- **What to work on**
The word "pred" may appear in lines of the data below. Say how many lines hold it, giving only the number.

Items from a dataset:
BEGIN
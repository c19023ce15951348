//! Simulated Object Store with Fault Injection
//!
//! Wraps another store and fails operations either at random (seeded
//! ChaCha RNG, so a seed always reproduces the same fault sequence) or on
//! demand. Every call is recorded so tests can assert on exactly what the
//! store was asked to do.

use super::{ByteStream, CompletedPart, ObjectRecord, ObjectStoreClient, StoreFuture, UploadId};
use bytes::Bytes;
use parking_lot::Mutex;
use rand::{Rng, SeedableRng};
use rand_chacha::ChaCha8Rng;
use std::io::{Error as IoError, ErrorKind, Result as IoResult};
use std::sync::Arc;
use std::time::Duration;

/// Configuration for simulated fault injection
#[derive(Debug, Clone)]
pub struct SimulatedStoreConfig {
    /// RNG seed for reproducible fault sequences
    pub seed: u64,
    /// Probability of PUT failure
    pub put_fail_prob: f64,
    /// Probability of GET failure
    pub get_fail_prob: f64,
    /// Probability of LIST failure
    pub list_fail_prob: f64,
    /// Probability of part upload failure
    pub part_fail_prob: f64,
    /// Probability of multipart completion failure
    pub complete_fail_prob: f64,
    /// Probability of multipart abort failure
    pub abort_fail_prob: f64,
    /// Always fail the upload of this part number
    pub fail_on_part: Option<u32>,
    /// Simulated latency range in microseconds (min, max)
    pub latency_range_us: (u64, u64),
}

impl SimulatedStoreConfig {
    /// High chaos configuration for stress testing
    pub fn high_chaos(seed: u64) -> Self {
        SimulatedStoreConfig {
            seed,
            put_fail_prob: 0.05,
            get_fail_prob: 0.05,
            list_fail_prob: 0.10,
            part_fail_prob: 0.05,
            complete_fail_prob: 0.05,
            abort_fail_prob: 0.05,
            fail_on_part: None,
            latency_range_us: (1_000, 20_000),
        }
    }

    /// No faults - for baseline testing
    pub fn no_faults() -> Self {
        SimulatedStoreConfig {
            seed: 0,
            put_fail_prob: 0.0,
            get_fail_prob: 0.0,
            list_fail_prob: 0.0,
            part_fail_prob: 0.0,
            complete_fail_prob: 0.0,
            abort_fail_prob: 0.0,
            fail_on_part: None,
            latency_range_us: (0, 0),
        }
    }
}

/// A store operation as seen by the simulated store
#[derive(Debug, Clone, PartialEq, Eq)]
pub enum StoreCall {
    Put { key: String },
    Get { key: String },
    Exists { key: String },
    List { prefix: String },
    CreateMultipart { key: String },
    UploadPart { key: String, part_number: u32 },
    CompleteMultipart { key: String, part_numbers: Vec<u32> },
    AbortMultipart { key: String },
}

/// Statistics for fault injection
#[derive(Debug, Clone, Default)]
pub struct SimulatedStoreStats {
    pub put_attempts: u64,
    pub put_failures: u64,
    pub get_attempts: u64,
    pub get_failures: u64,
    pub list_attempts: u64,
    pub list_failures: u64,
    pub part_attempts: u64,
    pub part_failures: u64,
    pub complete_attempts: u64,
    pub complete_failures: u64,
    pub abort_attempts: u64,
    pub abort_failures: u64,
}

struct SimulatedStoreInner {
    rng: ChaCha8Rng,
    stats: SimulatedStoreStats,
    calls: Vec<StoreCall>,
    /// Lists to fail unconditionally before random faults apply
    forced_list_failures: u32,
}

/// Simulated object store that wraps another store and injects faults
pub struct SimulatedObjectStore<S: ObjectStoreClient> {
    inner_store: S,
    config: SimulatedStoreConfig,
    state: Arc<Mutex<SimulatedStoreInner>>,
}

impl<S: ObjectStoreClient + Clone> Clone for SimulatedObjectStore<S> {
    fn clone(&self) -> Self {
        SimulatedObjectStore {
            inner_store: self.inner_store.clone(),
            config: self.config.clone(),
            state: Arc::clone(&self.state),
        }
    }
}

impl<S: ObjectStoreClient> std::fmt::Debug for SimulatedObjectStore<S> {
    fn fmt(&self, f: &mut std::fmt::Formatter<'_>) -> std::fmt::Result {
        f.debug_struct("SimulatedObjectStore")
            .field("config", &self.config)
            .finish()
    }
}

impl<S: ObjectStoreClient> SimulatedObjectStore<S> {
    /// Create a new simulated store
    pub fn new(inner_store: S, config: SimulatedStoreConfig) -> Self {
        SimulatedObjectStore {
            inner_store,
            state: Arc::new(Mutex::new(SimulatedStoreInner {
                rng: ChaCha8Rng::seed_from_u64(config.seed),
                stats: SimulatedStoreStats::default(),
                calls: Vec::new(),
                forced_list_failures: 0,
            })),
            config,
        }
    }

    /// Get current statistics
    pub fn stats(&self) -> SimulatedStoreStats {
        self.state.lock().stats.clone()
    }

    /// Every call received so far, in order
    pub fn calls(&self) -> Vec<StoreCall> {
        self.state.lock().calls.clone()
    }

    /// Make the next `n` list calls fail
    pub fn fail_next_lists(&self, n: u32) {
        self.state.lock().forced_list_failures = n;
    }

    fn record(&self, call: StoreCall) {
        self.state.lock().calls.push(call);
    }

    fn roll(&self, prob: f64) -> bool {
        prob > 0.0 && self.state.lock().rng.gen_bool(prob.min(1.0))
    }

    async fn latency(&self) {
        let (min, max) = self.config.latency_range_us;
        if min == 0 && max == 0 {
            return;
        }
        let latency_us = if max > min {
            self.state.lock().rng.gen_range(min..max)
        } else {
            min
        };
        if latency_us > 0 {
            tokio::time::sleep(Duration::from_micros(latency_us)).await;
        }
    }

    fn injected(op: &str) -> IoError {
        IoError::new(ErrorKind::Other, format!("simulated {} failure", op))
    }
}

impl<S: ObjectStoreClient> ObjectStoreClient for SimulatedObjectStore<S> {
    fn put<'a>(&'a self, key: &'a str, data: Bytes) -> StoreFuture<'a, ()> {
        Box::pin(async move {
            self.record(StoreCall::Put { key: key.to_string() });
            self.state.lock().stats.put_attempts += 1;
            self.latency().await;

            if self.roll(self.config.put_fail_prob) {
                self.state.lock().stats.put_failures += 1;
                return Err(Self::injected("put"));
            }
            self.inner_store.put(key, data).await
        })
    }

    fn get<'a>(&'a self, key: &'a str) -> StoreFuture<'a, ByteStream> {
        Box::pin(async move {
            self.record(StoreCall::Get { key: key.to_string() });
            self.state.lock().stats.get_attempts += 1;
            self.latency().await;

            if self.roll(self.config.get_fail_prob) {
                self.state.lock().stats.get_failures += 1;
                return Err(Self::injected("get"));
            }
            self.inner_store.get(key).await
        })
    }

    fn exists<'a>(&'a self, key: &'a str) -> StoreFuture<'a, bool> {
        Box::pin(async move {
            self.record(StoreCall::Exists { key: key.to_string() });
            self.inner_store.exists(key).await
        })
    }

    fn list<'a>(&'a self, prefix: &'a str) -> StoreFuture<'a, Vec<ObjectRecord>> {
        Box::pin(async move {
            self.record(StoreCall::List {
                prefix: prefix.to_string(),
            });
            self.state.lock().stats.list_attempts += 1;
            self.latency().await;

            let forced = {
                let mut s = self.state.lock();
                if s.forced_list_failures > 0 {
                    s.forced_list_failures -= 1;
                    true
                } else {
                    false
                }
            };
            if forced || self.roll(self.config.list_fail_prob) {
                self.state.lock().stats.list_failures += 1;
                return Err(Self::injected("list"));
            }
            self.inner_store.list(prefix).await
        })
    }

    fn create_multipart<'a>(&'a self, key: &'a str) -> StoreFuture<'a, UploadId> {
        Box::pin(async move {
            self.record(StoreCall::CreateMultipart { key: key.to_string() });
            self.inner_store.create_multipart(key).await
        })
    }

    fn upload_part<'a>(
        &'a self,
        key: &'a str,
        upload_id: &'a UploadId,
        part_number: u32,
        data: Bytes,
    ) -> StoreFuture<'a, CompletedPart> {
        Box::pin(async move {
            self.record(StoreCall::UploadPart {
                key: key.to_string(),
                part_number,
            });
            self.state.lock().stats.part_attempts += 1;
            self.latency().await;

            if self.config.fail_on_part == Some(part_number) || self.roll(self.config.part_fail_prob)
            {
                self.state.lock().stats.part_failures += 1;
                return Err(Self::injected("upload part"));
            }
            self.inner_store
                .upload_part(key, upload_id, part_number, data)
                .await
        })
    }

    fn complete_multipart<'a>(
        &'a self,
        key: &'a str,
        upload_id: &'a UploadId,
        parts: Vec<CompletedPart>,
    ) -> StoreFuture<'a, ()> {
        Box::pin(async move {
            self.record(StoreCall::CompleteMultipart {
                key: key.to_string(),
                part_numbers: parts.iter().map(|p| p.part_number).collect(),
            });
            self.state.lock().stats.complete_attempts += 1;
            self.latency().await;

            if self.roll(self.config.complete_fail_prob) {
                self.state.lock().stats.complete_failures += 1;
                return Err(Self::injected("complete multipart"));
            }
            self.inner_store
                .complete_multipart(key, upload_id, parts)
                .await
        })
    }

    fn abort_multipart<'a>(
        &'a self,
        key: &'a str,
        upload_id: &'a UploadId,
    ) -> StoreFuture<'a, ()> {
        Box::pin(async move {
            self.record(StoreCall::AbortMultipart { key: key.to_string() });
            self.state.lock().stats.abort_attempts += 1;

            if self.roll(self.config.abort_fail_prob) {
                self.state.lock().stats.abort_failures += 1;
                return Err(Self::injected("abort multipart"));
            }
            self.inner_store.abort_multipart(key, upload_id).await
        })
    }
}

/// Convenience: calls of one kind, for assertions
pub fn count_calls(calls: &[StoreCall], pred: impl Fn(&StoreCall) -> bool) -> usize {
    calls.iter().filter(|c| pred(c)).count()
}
END
- **Task response**
2